How to cook camel meat?

How to cook camel meat?

From a nutritional point of view, camel meat contains a lot of protein, and is rich in calcium, fat, etc., so it is actually a healthy food. It is very helpful for replenishing human qi and blood and calming the nerves and helping sleep. However, many people think that eating camel is too cruel, so they choose not to eat it. If you have tasted camel meat once, you will definitely change your mind. So, how to make camel meat delicious?

Camel meat stewed in red wine

Material:

Camel meat, celery, potatoes, red wine, chicken broth, garlic, olive oil

The soup made with chicken essence is also very good.

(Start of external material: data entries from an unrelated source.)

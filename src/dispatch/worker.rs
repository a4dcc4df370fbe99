//! Snapshot ingestion worker.
//!
//! A snapshot source is pulled on a dedicated thread and every snapshot is
//! handed to the dispatcher in arrival order. When the source ends or fails,
//! the dispatcher is shut down so no live stream outlives its producer.

use std::sync::{Arc, Mutex};
use std::thread::{self, JoinHandle};

use crossbeam_channel::{bounded, Receiver, Sender, TrySendError};

use crate::config::SourceConfig;
use crate::entity::TrackedEntity;
use crate::error::{ExecutionError, StreamError, StreamResult};
use crate::snapshot::Snapshot;

use super::dispatcher::EntityDispatcher;
use super::stream::{EntityBatch, Subscription};

/// Produces snapshots for a dispatcher worker.
///
/// `None` means the source is exhausted; `Some(Err(_))` is an upstream
/// failure. Either one ends the worker.
pub trait SnapshotSource<T>: Send + 'static {
    /// Block until the next snapshot is available.
    fn next_snapshot(&mut self) -> Option<StreamResult<Snapshot<T>>>;
}

impl<T, I> SnapshotSource<T> for I
where
    I: Iterator<Item = StreamResult<Snapshot<T>>> + Send + 'static,
{
    fn next_snapshot(&mut self) -> Option<StreamResult<Snapshot<T>>> {
        self.next()
    }
}

/// Producer half of a snapshot queue. Clone it to feed from several threads;
/// the queue serializes them into one arrival order.
#[derive(Debug)]
pub struct SnapshotSender<T> {
    sensor_index: i32,
    tx: Sender<StreamResult<Snapshot<T>>>,
}

impl<T> Clone for SnapshotSender<T> {
    fn clone(&self) -> Self {
        Self {
            sensor_index: self.sensor_index,
            tx: self.tx.clone(),
        }
    }
}

impl<T> SnapshotSender<T> {
    /// Sensor the snapshots are attributed to.
    #[must_use]
    pub const fn sensor_index(&self) -> i32 {
        self.sensor_index
    }

    /// Enqueue a snapshot, blocking while the queue is full.
    ///
    /// # Errors
    ///
    /// Returns `ExecutionError::Disconnected` once the consumer is gone.
    pub fn send(&self, snapshot: Snapshot<T>) -> StreamResult<()> {
        self.tx
            .send(Ok(snapshot))
            .map_err(|_| StreamError::disconnected("snapshot_queue"))
    }

    /// Enqueue a snapshot without blocking.
    ///
    /// # Errors
    ///
    /// Returns `ExecutionError::QueueFull` or `ExecutionError::Disconnected`.
    pub fn try_send(&self, snapshot: Snapshot<T>) -> StreamResult<()> {
        match self.tx.try_send(Ok(snapshot)) {
            Ok(()) => Ok(()),
            Err(TrySendError::Full(_)) => Err(ExecutionError::QueueFull {
                path: "snapshot_queue".to_string(),
                capacity: self.tx.capacity().unwrap_or(0),
            }
            .into()),
            Err(TrySendError::Disconnected(_)) => Err(StreamError::disconnected("snapshot_queue")),
        }
    }

    /// Report an upstream failure. The worker shuts the dispatcher down when
    /// it reaches this entry.
    ///
    /// # Errors
    ///
    /// Returns `ExecutionError::Disconnected` once the consumer is gone.
    pub fn fail(&self, message: impl Into<String>) -> StreamResult<()> {
        let err = ExecutionError::SourceFailed {
            message: message.into(),
        };
        self.tx
            .send(Err(err.into()))
            .map_err(|_| StreamError::disconnected("snapshot_queue"))
    }
}

/// Consumer half of a snapshot queue. Ends when every sender is dropped.
#[derive(Debug)]
pub struct SnapshotReceiver<T> {
    rx: Receiver<StreamResult<Snapshot<T>>>,
}

impl<T> Iterator for SnapshotReceiver<T> {
    type Item = StreamResult<Snapshot<T>>;

    fn next(&mut self) -> Option<Self::Item> {
        self.rx.recv().ok()
    }
}

/// Create a bounded snapshot queue for the sensor described by `cfg`.
///
/// # Errors
///
/// Returns a validation error if `cfg` is invalid.
pub fn snapshot_channel<T>(
    cfg: &SourceConfig,
) -> StreamResult<(SnapshotSender<T>, SnapshotReceiver<T>)> {
    cfg.validate()?;
    let (tx, rx) = bounded(cfg.queue_capacity);
    Ok((
        SnapshotSender {
            sensor_index: cfg.sensor_index,
            tx,
        },
        SnapshotReceiver { rx },
    ))
}

/// Why a worker stopped.
#[derive(Debug, Clone, Copy, PartialEq, Eq)]
pub enum WorkerExit {
    /// The source ran out of snapshots.
    SourceExhausted {
        /// Snapshots processed by the dispatcher.
        rounds: u64,
    },
    /// The dispatcher was shut down from elsewhere.
    DispatcherShutDown {
        /// Snapshots processed by the dispatcher.
        rounds: u64,
    },
}

/// Dispatcher driven by its own ingestion thread.
#[derive(Debug)]
pub struct DispatcherSystem<T: TrackedEntity> {
    dispatcher: Arc<EntityDispatcher<T>>,
    join: Mutex<Option<JoinHandle<StreamResult<WorkerExit>>>>,
}

impl<T: TrackedEntity> DispatcherSystem<T> {
    /// Start pulling `source` into `dispatcher`.
    pub fn spawn<S>(dispatcher: Arc<EntityDispatcher<T>>, source: S) -> Self
    where
        S: SnapshotSource<T>,
    {
        let worker_dispatcher = Arc::clone(&dispatcher);
        let join = thread::Builder::new()
            .name("trackstream-dispatch".to_string())
            .spawn(move || worker_loop(&worker_dispatcher, source))
            .expect("failed to spawn trackstream dispatch worker");

        Self {
            dispatcher,
            join: Mutex::new(Some(join)),
        }
    }

    /// The dispatcher fed by this worker.
    #[must_use]
    pub const fn dispatcher(&self) -> &Arc<EntityDispatcher<T>> {
        &self.dispatcher
    }

    /// Shorthand for `dispatcher().new_entities()`.
    #[must_use]
    pub fn new_entities(&self) -> Subscription<EntityBatch<T>> {
        self.dispatcher.new_entities()
    }

    /// Wait for the worker to finish.
    ///
    /// # Errors
    ///
    /// Returns the upstream failure that ended the worker, or an internal
    /// error if it panicked or was already joined.
    pub fn join(&self) -> StreamResult<WorkerExit> {
        let handle = self
            .join
            .lock()
            .map_err(|_| StreamError::internal("dispatch worker handle lock poisoned"))?
            .take()
            .ok_or_else(|| StreamError::internal("dispatch worker already joined"))?;

        handle
            .join()
            .map_err(|_| StreamError::internal("dispatch worker panicked"))?
    }
}

fn worker_loop<T, S>(dispatcher: &EntityDispatcher<T>, mut source: S) -> StreamResult<WorkerExit>
where
    T: TrackedEntity,
    S: SnapshotSource<T>,
{
    loop {
        match source.next_snapshot() {
            Some(Ok(snapshot)) => {
                if dispatcher.is_shut_down() {
                    return Ok(WorkerExit::DispatcherShutDown {
                        rounds: dispatcher.rounds_processed(),
                    });
                }
                if let Err(err) = dispatcher.process_snapshot(snapshot) {
                    if dispatcher.is_shut_down() {
                        return Ok(WorkerExit::DispatcherShutDown {
                            rounds: dispatcher.rounds_processed(),
                        });
                    }
                    tracing::warn!(error = %err, "snapshot processing failed, stopping dispatcher");
                    if let Err(shutdown_err) = dispatcher.shutdown() {
                        tracing::warn!(error = %shutdown_err, "dispatcher shutdown failed");
                    }
                    return Err(err);
                }
            }
            Some(Err(err)) => {
                tracing::warn!(error = %err, "snapshot source failed, stopping dispatcher");
                if let Err(shutdown_err) = dispatcher.shutdown() {
                    tracing::warn!(error = %shutdown_err, "dispatcher shutdown failed");
                }
                return Err(match err {
                    StreamError::Execution(ExecutionError::SourceFailed { .. }) => err,
                    other => ExecutionError::SourceFailed {
                        message: other.to_string(),
                    }
                    .into(),
                });
            }
            None => {
                tracing::info!("snapshot source exhausted");
                if let Err(shutdown_err) = dispatcher.shutdown() {
                    tracing::warn!(error = %shutdown_err, "dispatcher shutdown failed");
                }
                return Ok(WorkerExit::SourceExhausted {
                    rounds: dispatcher.rounds_processed(),
                });
            }
        }
    }
}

Bay leaves (large leaves, available in Chinese medicine stores) Thyme (small leaves, also a Chinese medicinal herb, also known as ground pepper)

practice:

⒈ Slice the garlic and peel and cut the potatoes into pieces for later use.

⒉Cut the celery into small pieces of about 2cm.

⒊ Pour olive oil into a soup pot, sauté garlic and celery, add camel meat and fry briefly until browned.

⒋ Add red wine, chicken broth and potato cubes and simmer for one hour.

Tips for the master cupboard:

⒈ During the cooking process, stir the soup from time to time to prevent it from sticking to the bottom of the pot.

⒉ If there is no red wine, beer can be used instead, but of course the taste will be worse.

⒊ Because this dish contains wine, it is not recommended for small dogs.

Practice tips:

⒈If you don’t like potatoes that are too soft, you can cook the camel meat first and then add the potatoes after half an hour.

⒉ Chicken soup can be replaced with chicken essence and water, but avoid making it too salty. It is best to taste it before putting it into the pot.

⒊ It is recommended to put 1/5 bottle of red wine in a small pot of camel meat

Remark:

Camel meat is best marinated with salt and pepper for about 30 minutes, so that it tastes more delicious and has no fishy smell.

Camel meat fried with celery

raw material

300 grams of camel meat, 150 grams of celery, 40 grams of Shaoxing wine, 20 grams of soy sauce, 10 grams of sugar, 5 grams of baking soda, 20 grams of water starch, 1 gram of pepper, 20 grams of onion and ginger slices, 2 grams of minced ginger, 500 grams of peanut oil, and a little MSG.

Production process

①Cut the celery into thin slices. 1. Cut the camel meat into 2 cm long slices, put it in a bowl, add baking soda, soy sauce, pepper, water starch, Shaoxing wine, minced ginger and water, soak for 10 minutes, add cooking oil, and marinate for another hour; 2. Put the wok on the fire, heat the peanut oil to 60% hot, put in the camel meat slices, stir with a spoon, and when the camel meat turns white, pour it into a colander to drain the oil. Leave a little oil in the pot and put it on fire. Add onion, ginger, sugar, soy sauce, MSG and a little water. Bring to a boil, thicken with water starch, add camel meat slices and celery slices, and mix well. Celery should be boiled to enhance the taste.